Look through the data below and report how many lines include "expected". Only the number should be given.

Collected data
■ ■ ■ ■

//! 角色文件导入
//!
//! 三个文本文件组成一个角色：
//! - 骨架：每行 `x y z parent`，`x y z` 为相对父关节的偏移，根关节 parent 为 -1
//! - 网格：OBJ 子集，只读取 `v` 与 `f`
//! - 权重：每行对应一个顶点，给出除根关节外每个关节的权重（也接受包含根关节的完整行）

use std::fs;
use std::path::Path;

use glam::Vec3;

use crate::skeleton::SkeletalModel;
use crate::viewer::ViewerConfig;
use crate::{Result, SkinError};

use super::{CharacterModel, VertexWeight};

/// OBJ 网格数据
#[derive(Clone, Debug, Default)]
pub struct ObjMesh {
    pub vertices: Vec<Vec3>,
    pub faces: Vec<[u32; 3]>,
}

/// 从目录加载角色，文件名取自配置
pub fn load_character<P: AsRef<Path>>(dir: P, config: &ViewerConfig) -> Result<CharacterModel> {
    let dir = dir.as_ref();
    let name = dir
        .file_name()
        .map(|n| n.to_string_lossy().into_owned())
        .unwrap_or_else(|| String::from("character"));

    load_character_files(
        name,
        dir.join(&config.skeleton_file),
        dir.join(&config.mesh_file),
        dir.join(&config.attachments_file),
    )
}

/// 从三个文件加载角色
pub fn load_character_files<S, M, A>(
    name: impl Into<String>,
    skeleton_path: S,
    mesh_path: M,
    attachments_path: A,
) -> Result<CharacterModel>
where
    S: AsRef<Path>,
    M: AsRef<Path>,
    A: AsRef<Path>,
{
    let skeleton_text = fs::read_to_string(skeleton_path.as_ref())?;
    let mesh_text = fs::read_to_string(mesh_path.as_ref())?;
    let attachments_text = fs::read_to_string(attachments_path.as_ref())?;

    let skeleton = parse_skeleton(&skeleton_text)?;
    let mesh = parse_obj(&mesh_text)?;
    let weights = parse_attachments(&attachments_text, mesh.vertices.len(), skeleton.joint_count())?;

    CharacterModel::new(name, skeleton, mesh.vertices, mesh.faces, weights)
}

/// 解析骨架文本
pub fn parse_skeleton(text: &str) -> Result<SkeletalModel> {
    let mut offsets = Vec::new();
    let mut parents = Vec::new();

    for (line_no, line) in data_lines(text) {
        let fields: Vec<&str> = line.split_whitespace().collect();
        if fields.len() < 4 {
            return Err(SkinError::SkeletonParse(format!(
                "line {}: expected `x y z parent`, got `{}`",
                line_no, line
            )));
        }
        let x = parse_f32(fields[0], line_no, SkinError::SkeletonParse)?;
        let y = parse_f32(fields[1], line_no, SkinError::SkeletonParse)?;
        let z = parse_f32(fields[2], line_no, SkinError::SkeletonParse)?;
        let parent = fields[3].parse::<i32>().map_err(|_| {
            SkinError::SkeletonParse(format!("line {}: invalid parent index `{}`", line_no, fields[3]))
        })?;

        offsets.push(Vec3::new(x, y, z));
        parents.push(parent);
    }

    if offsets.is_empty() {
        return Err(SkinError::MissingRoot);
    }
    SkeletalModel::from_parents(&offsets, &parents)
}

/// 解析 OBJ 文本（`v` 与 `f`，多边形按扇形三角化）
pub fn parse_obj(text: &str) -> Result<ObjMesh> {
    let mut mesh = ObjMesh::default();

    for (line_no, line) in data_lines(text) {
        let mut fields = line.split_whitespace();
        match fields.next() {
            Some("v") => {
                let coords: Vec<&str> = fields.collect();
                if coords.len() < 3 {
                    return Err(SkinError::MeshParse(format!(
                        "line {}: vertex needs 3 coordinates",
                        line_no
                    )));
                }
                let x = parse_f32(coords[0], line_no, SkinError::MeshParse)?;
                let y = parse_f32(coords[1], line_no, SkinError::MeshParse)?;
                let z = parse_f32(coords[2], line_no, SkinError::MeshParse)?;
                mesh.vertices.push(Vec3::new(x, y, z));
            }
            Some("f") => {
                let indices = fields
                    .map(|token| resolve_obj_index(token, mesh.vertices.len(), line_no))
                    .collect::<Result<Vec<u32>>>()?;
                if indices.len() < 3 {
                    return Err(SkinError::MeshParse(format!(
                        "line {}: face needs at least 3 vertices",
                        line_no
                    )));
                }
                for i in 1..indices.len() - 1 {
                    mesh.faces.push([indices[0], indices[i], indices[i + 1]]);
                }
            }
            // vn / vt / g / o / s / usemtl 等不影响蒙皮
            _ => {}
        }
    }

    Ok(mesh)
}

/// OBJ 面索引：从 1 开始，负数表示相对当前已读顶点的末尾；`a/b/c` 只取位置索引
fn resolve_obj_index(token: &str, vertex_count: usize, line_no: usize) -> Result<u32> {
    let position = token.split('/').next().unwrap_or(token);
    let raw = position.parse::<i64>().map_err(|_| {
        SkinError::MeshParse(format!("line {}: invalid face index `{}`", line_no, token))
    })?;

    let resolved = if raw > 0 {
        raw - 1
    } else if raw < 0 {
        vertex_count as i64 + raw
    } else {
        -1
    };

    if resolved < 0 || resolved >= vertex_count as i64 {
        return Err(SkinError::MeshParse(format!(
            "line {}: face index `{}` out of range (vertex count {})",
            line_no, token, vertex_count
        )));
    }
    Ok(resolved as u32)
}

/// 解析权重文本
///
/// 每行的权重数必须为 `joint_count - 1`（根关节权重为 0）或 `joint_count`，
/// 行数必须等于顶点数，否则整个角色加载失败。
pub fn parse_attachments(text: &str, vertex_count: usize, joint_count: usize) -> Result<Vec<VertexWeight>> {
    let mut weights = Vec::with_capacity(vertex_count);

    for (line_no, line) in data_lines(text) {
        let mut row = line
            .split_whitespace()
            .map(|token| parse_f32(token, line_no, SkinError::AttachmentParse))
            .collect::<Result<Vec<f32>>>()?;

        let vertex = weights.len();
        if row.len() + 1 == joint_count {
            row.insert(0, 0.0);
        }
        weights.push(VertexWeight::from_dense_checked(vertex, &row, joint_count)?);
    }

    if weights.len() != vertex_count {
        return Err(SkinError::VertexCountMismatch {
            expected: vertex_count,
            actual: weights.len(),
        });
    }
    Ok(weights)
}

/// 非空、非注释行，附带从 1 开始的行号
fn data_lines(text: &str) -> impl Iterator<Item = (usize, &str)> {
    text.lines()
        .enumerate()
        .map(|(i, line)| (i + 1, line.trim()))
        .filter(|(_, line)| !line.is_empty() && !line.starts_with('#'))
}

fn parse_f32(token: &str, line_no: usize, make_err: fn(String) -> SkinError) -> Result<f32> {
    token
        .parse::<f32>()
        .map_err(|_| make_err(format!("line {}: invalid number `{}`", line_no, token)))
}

■ ■ ■ ■

Answer box:
2